BEGIN Supplied records

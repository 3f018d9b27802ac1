use crate::addr::Endpoint;
use crate::bpf::RawInstruction;
use crate::interface::Interface;
use crate::socket::{self, ipv4, ipv6, RawSocket, SocketFamily};
use std::io;
use std::time::Instant;

/// Multicast and packet-socket options of a socket of either IP version.
///
/// Every method forwards to [`ipv4::PacketConn`] or [`ipv6::PacketConn`];
/// the IPv4 TTL options appear under their IPv6 hop-limit names.
#[derive(Debug)]
pub enum PacketConn<S> {
    V4(ipv4::PacketConn<S>),
    V6(ipv6::PacketConn<S>),
}

macro_rules! forward {
    ($self:ident, $c:ident => $call:expr) => {
        match $self {
            PacketConn::V4($c) => $call,
            PacketConn::V6($c) => $call,
        }
    };
}

impl<S: RawSocket> PacketConn<S> {
    /// Wraps `inner`, which may be an owned socket or a reference to one.
    ///
    /// A local address that cannot be read or is not an IP address selects
    /// IPv6. Construction never fails.
    pub fn new(inner: S) -> Self {
        let local = socket::local_endpoint(&inner);
        let family = SocketFamily::from_endpoint(local.as_ref());
        match &local {
            Some(local) => log::debug!("packet connection on {} uses {:?}", local, family),
            None => log::debug!("packet connection without local address uses {:?}", family),
        }
        match family {
            SocketFamily::Ipv4 => PacketConn::V4(ipv4::PacketConn::new(inner)),
            SocketFamily::Ipv6 => PacketConn::V6(ipv6::PacketConn::new(inner)),
        }
    }

    pub fn family(&self) -> SocketFamily {
        match self {
            PacketConn::V4(_) => SocketFamily::Ipv4,
            PacketConn::V6(_) => SocketFamily::Ipv6,
        }
    }

    /// Returns the IPv4 implementation, or `None` if this is an IPv6 socket.
    pub fn as_v4(&self) -> Option<&ipv4::PacketConn<S>> {
        match self {
            PacketConn::V4(c) => Some(c),
            PacketConn::V6(_) => None,
        }
    }

    /// Returns the IPv6 implementation, or `None` if this is an IPv4 socket.
    pub fn as_v6(&self) -> Option<&ipv6::PacketConn<S>> {
        match self {
            PacketConn::V4(_) => None,
            PacketConn::V6(c) => Some(c),
        }
    }

    pub fn get_ref(&self) -> &S {
        forward!(self, c => c.get_ref())
    }

    pub fn into_inner(self) -> S {
        forward!(self, c => c.into_inner())
    }

    /// Drops the wrapped socket.
    ///
    /// Only an owned socket is closed. A facade built from a reference
    /// merely releases the borrow; the socket stays open and usable.
    pub fn close(self) {
        forward!(self, c => c.close())
    }

    pub fn hop_limit(&self) -> io::Result<u32> {
        match self {
            PacketConn::V4(c) => c.ttl(),
            PacketConn::V6(c) => c.hop_limit(),
        }
    }

    pub fn set_hop_limit(&self, hop_limit: u32) -> io::Result<()> {
        match self {
            PacketConn::V4(c) => c.set_ttl(hop_limit),
            PacketConn::V6(c) => c.set_hop_limit(hop_limit),
        }
    }

    pub fn multicast_hop_limit(&self) -> io::Result<u32> {
        match self {
            PacketConn::V4(c) => c.multicast_ttl(),
            PacketConn::V6(c) => c.multicast_hop_limit(),
        }
    }

    pub fn set_multicast_hop_limit(&self, hop_limit: u32) -> io::Result<()> {
        match self {
            PacketConn::V4(c) => c.set_multicast_ttl(hop_limit),
            PacketConn::V6(c) => c.set_multicast_hop_limit(hop_limit),
        }
    }

    pub fn multicast_interface(&self) -> io::Result<Option<Interface>> {
        forward!(self, c => c.multicast_interface())
    }

    pub fn set_multicast_interface(&self, ifi: Option<&Interface>) -> io::Result<()> {
        forward!(self, c => c.set_multicast_interface(ifi))
    }

    pub fn multicast_loopback(&self) -> io::Result<bool> {
        forward!(self, c => c.multicast_loopback())
    }

    pub fn set_multicast_loopback(&self, on: bool) -> io::Result<()> {
        forward!(self, c => c.set_multicast_loopback(on))
    }

    pub fn join_group(&self, ifi: Option<&Interface>, group: &Endpoint) -> io::Result<()> {
        forward!(self, c => c.join_group(ifi, group))
    }

    pub fn leave_group(&self, ifi: Option<&Interface>, group: &Endpoint) -> io::Result<()> {
        forward!(self, c => c.leave_group(ifi, group))
    }

    pub fn join_source_specific_group(
        &self,
        ifi: Option<&Interface>,
        group: &Endpoint,
        source: &Endpoint,
    ) -> io::Result<()> {
        forward!(self, c => c.join_source_specific_group(ifi, group, source))
    }

    pub fn leave_source_specific_group(
        &self,
        ifi: Option<&Interface>,
        group: &Endpoint,
        source: &Endpoint,
    ) -> io::Result<()> {
        forward!(self, c => c.leave_source_specific_group(ifi, group, source))
    }

    pub fn include_source_specific_group(
        &self,
        ifi: Option<&Interface>,
        group: &Endpoint,
        source: &Endpoint,
    ) -> io::Result<()> {
        forward!(self, c => c.include_source_specific_group(ifi, group, source))
    }

    pub fn exclude_source_specific_group(
        &self,
        ifi: Option<&Interface>,
        group: &Endpoint,
        source: &Endpoint,
    ) -> io::Result<()> {
        forward!(self, c => c.exclude_source_specific_group(ifi, group, source))
    }

    pub fn set_bpf(&self, filter: &[RawInstruction]) -> io::Result<()> {
        forward!(self, c => c.set_bpf(filter))
    }

    pub fn set_deadline(&self, deadline: Option<Instant>) -> io::Result<()> {
        forward!(self, c => c.set_deadline(deadline))
    }

    pub fn set_read_deadline(&self, deadline: Option<Instant>) -> io::Result<()> {
        forward!(self, c => c.set_read_deadline(deadline))
    }

    pub fn set_write_deadline(&self, deadline: Option<Instant>) -> io::Result<()> {
        forward!(self, c => c.set_write_deadline(deadline))
    }
}
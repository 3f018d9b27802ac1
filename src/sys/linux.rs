use crate::bpf::RawInstruction;
use socket2::SockRef;
use std::io;
use std::mem;
use std::net::Ipv4Addr;
use std::os::fd::AsRawFd;

pub(crate) use libc::c_int;

pub(crate) const MCAST_BLOCK_SOURCE: c_int = 43;
pub(crate) const MCAST_UNBLOCK_SOURCE: c_int = 44;
pub(crate) const MCAST_JOIN_SOURCE_GROUP: c_int = 46;
pub(crate) const MCAST_LEAVE_SOURCE_GROUP: c_int = 47;

macro_rules! syscall {
    ($fn: ident ( $($arg: expr),* $(,)* )) => {{
        #[allow(unused_unsafe)]
        let res = unsafe { libc::$fn($($arg, )*) };
        if res == -1 {
            Err(io::Error::last_os_error())
        } else {
            Ok(res)
        }
    }};
}

pub(crate) fn setsockopt<T>(
    socket: &SockRef<'_>,
    level: c_int,
    optname: c_int,
    optval: &T,
) -> io::Result<()> {
    syscall!(setsockopt(
        socket.as_raw_fd(),
        level,
        optname,
        (optval as *const T).cast(),
        mem::size_of::<T>() as libc::socklen_t,
    ))
    .map(|_| ())
}

pub(crate) fn attach_filter(socket: &SockRef<'_>, program: &[RawInstruction]) -> io::Result<()> {
    let len = u16::try_from(program.len())
        .map_err(|_| io::Error::new(io::ErrorKind::InvalidInput, "filter program too long"))?;
    let mut filter: Vec<libc::sock_filter> = program
        .iter()
        .map(|ins| libc::sock_filter {
            code: ins.op,
            jt: ins.jt,
            jf: ins.jf,
            k: ins.k,
        })
        .collect();
    let prog = libc::sock_fprog {
        len,
        filter: filter.as_mut_ptr(),
    };
    setsockopt(socket, libc::SOL_SOCKET, libc::SO_ATTACH_FILTER, &prog)
}

/// Sets `IP_MULTICAST_IF` through `ip_mreqn`, selecting the interface by index.
pub(crate) fn set_multicast_if_v4(
    socket: &SockRef<'_>,
    index: u32,
    addr: Ipv4Addr,
) -> io::Result<()> {
    let ifindex = c_int::try_from(index)
        .map_err(|_| io::Error::new(io::ErrorKind::InvalidInput, "interface index out of range"))?;
    let mreqn = libc::ip_mreqn {
        imr_multiaddr: libc::in_addr { s_addr: 0 },
        imr_address: libc::in_addr {
            s_addr: u32::from(addr).to_be(),
        },
        imr_ifindex: ifindex,
    };
    setsockopt(socket, libc::IPPROTO_IP, libc::IP_MULTICAST_IF, &mreqn)
}
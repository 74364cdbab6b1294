// own crate re-exports
pub use strhash_core::*;
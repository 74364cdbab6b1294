#[derive(thiserror::Error, Debug, PartialEq, Eq)]
pub enum Error {
    #[error("data pointer is null but length is {len}")]
    NullData { len: usize },
    #[error("no nul terminator in {len} bytes")]
    MissingNulTerminator { len: usize },
}

pub type Result<T> = std::result::Result<T, Error>;
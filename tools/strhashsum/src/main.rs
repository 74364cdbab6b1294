// strhashsum prints fingerprints of files, stdin or literal strings, one per line, in the spirit
// of sha1sum. inputs are read whole and hashed in one shot.

use std::fs;
use std::io::{self, Read};

use anyhow::{bail, Context, Result};
use strhash::hash_bytes;

const USAGE: &str = "usage: strhashsum [-v] [-s STRING]... [FILE]...";

enum Input {
    Literal(String),
    Stdin,
    File(String),
}

struct Args {
    verbose: bool,
    inputs: Vec<Input>,
}

fn parse_args(mut args: impl Iterator<Item = String>) -> Result<Args> {
    let mut verbose = false;
    let mut inputs = Vec::new();
    while let Some(arg) = args.next() {
        match arg.as_str() {
            "-v" => verbose = true,
            "-s" => match args.next() {
                Some(s) => inputs.push(Input::Literal(s)),
                None => bail!("-s requires an argument"),
            },
            "-" => inputs.push(Input::Stdin),
            flag if flag.starts_with('-') => bail!("unknown flag {flag}"),
            _ => inputs.push(Input::File(arg)),
        }
    }
    if inputs.is_empty() {
        inputs.push(Input::Stdin);
    }
    Ok(Args { verbose, inputs })
}

fn read_input(input: &Input) -> Result<(Vec<u8>, String)> {
    match input {
        Input::Literal(s) => Ok((s.as_bytes().to_vec(), format!("{s:?}"))),
        Input::Stdin => {
            let mut buf = Vec::new();
            io::stdin().read_to_end(&mut buf).context("could not read stdin")?;
            Ok((buf, String::from("-")))
        }
        Input::File(path) => {
            let buf = fs::read(path).with_context(|| format!("could not read {path}"))?;
            Ok((buf, path.clone()))
        }
    }
}

fn main() -> Result<()> {
    let args = match parse_args(std::env::args().skip(1)) {
        Ok(args) => args,
        Err(err) => {
            eprintln!("{err}");
            eprintln!("{USAGE}");
            std::process::exit(42);
        }
    };

    for input in args.inputs.iter() {
        let (buf, name) = read_input(input)?;
        let hash = hash_bytes(&buf);
        if args.verbose {
            println!("{hash:016x}  {}  {name}", buf.len());
        } else {
            println!("{hash:016x}  {name}");
        }
    }

    Ok(())
}

#[cfg(test)]
mod tests {
    use super::*;

    fn parse(args: &[&str]) -> Result<Args> {
        parse_args(args.iter().map(|s| s.to_string()))
    }

    #[test]
    fn test_defaults_to_stdin() {
        let args = parse(&[]).unwrap();
        assert!(!args.verbose);
        assert!(matches!(args.inputs.as_slice(), [Input::Stdin]));
    }

    #[test]
    fn test_mixed_inputs() {
        let args = parse(&["-v", "-s", "abc", "Cargo.toml", "-"]).unwrap();
        assert!(args.verbose);
        assert!(matches!(
            args.inputs.as_slice(),
            [Input::Literal(s), Input::File(f), Input::Stdin] if s == "abc" && f == "Cargo.toml"
        ));
    }

    #[test]
    fn test_bad_args() {
        assert!(parse(&["-s"]).is_err());
        assert!(parse(&["-x"]).is_err());
    }

    #[test]
    fn test_literal_fingerprint() {
        let (buf, name) = read_input(&Input::Literal(String::from("abcdefgh"))).unwrap();
        assert_eq!(name, "\"abcdefgh\"");
        assert_eq!(hash_bytes(&buf), 0xccbd4cd052f20df6);
    }
}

END Supplied records

--- Assignment ---
For the records above, state how many lines contain "reference", and nothing more.

--- Response to this exercise ---
2